Re: planner question

2003-04-30 11:10:49
Subject: Re: planner question
From: Eric Sproul <eric AT nanobyte DOT org>
To: Joshua Baker-LePain <jlb17 AT duke DOT edu>
Date: 30 Apr 2003 11:07:25 -0400
On Wed, 2003-04-30 at 10:46, Joshua Baker-LePain wrote:
> On 30 Apr 2003 at 10:33am, Eric Sproul wrote
> 
> > define tapetype Python-DDS2 {
> >     comment "ARCHIVE Python with DDS2 tape"
> >     length 3860 mbytes
> >     filemark 16 kbytes
> >     speed 707 kps
> > }
> > 
> > 3860 MB/1024 = 3952640 KB
> 

That should have been 3860*1024 not "divided by"...  I *can* do basic
math, I promise!  ;-P

> *snip*
> 
> > taper: tape small07 kb 3896224 fm 15 writing file: No space left on
> > device
> > 
> > So it tells me that when AMANDA hit that EOT, she was already beyond the
> > limit defined in the tapetype.  Why was she doing that?  I'm interested
> > to know if I need to tweak the tapetype a little more.
> 
> Nope.  By your calcs, EOT was hit before the length of your tapetype.  You 
> may want to crank that down a bit.
> 

I really should think harder before posting.  Thanks Joshua.  :)

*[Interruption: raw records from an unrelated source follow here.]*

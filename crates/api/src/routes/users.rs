//! Profile routes for the authenticated user and the user directory.

use std::collections::HashMap;

use axum::{
    extract::{Query, State},
    Json,
};
use domain::models::user::{
    ListUsersQuery, ListUsersResponse, UpdateProfileRequest, USER_DIRECTORY_LIMIT,
};
use domain::models::{SearchTerms, User, UserPublic};
use persistence::repositories::{ProfileUpdate, UserRepository};
use tracing::info;
use uuid::Uuid;
use validator::Validate;

use crate::app::AppState;
use crate::error::ApiError;
use crate::extractors::UserAuth;

/// Get current user profile.
///
/// GET /api/v1/users/me
pub async fn get_current_user(
    State(state): State<AppState>,
    user_auth: UserAuth,
) -> Result<Json<User>, ApiError> {
    let user = UserRepository::new(state.pool.clone())
        .find_by_id(user_auth.user_id)
        .await?
        .ok_or_else(|| ApiError::NotFound("User not found".to_string()))?;

    Ok(Json(user.into()))
}

/// Update current user profile. Omitted fields keep their value.
///
/// PATCH /api/v1/users/me
pub async fn update_current_user(
    State(state): State<AppState>,
    user_auth: UserAuth,
    Json(request): Json<UpdateProfileRequest>,
) -> Result<Json<User>, ApiError> {
    request.validate()?;

    let update = ProfileUpdate {
        first_name: request.first_name.as_deref(),
        last_name: request.last_name.as_deref(),
        bio: request.bio.as_deref(),
        avatar_url: request.avatar_url.as_deref(),
    };

    let user = UserRepository::new(state.pool.clone())
        .update_profile(user_auth.user_id, update)
        .await?
        .ok_or_else(|| ApiError::NotFound("User not found".to_string()))?;

    info!(user_id = %user_auth.user_id, "Profile updated");
    Ok(Json(user.into()))
}

/// Search registered users by username, email or name. Emails are matched
/// but never returned.
///
/// GET /api/v1/users
pub async fn list_users(
    State(state): State<AppState>,
    _user_auth: UserAuth,
    Query(query): Query<ListUsersQuery>,
) -> Result<Json<ListUsersResponse>, ApiError> {
    let terms = SearchTerms::parse(query.search.as_deref());
    let found = UserRepository::new(state.pool.clone())
        .search(&terms.like_patterns(), USER_DIRECTORY_LIMIT)
        .await?;

    let data: Vec<UserPublic> = found
        .into_iter()
        .map(|entity| UserPublic::from(User::from(entity)))
        .collect();
    let count = data.len();
    Ok(Json(ListUsersResponse { data, count }))
}

/// Looks up public profiles for the given IDs. IDs without a row map to
/// [`UserPublic::unknown`].
pub(crate) async fn public_profiles(
    state: &AppState,
    ids: &[Uuid],
) -> Result<HashMap<Uuid, UserPublic>, ApiError> {
    let found = UserRepository::new(state.pool.clone())
        .find_by_ids(ids)
        .await?;

    let mut profiles: HashMap<Uuid, UserPublic> = found
        .into_iter()
        .map(|entity| {
            let user: User = entity.into();
            (user.id, UserPublic::from(user))
        })
        .collect();
    for id in ids {
        profiles
            .entry(*id)
            .or_insert_with(|| UserPublic::unknown(*id));
    }
    Ok(profiles)
}
//! User JWT authentication extractor.
//!
//! Handlers that take a [`UserAuth`] argument reject requests without a valid
//! Bearer token. Domain services receive only the resolved `user_id`.

use axum::{async_trait, extract::FromRequestParts, http::request::Parts};
use shared::jwt::JwtConfig;
use uuid::Uuid;

use crate::app::AppState;
use crate::error::ApiError;

/// Authenticated user information from JWT.
#[derive(Debug, Clone)]
pub struct UserAuth {
    /// User ID from the JWT subject claim.
    pub user_id: Uuid,
    /// JWT ID (jti) for log correlation.
    pub jti: String,
}

impl UserAuth {
    /// Validates an access token and returns the authenticated identity.
    pub fn validate(jwt: &JwtConfig, token: &str) -> Result<Self, ApiError> {
        let rejected = |e: shared::jwt::JwtError| {
            tracing::debug!(error = %e, "Rejected bearer token");
            ApiError::Unauthorized("Invalid or expired token".to_string())
        };
        let claims = jwt.verify(token).map_err(rejected)?;
        let user_id = claims.user_id().map_err(rejected)?;

        Ok(Self {
            user_id,
            jti: claims.jti,
        })
    }
}

/// Returns the token part of a `Bearer <token>` header value.
fn bearer_token(header: &str) -> Option<&str> {
    header
        .strip_prefix("Bearer ")
        .map(str::trim)
        .filter(|token| !token.is_empty())
}

#[async_trait]
impl FromRequestParts<AppState> for UserAuth {
    type Rejection = ApiError;

    async fn from_request_parts(
        parts: &mut Parts,
        state: &AppState,
    ) -> Result<Self, Self::Rejection> {
        let auth_header = parts
            .headers
            .get("Authorization")
            .and_then(|v| v.to_str().ok())
            .ok_or_else(|| ApiError::Unauthorized("Missing Authorization header".to_string()))?;

        let token = bearer_token(auth_header).ok_or_else(|| {
            ApiError::Unauthorized("Invalid Authorization header format".to_string())
        })?;

        Self::validate(&state.jwt, token)
    }
}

> > On a related note: Does anyone know whether native tape capacities are
> > advertised the way hard drives are (where 1GB = 1000 MB instead of 1024
> > MB).  Although even if this were the case, I'd still expect to get
> 
> Of course they are -- it sounds better.  My AIT3 drives (100 marketing GB 
> native) hit EOT reliably at about 98500000 KB.

1.5GB out of 100, so 1.5% of advertised capacity is unusable.  By my
(admittedly unreliable) calculations:

3896224 (EOT) / 4000000 (marketed DDS2 cap) = 97.4% usable, or 2.6%
unusable.  :(

OK I'll stop whining and adjust my tapetype.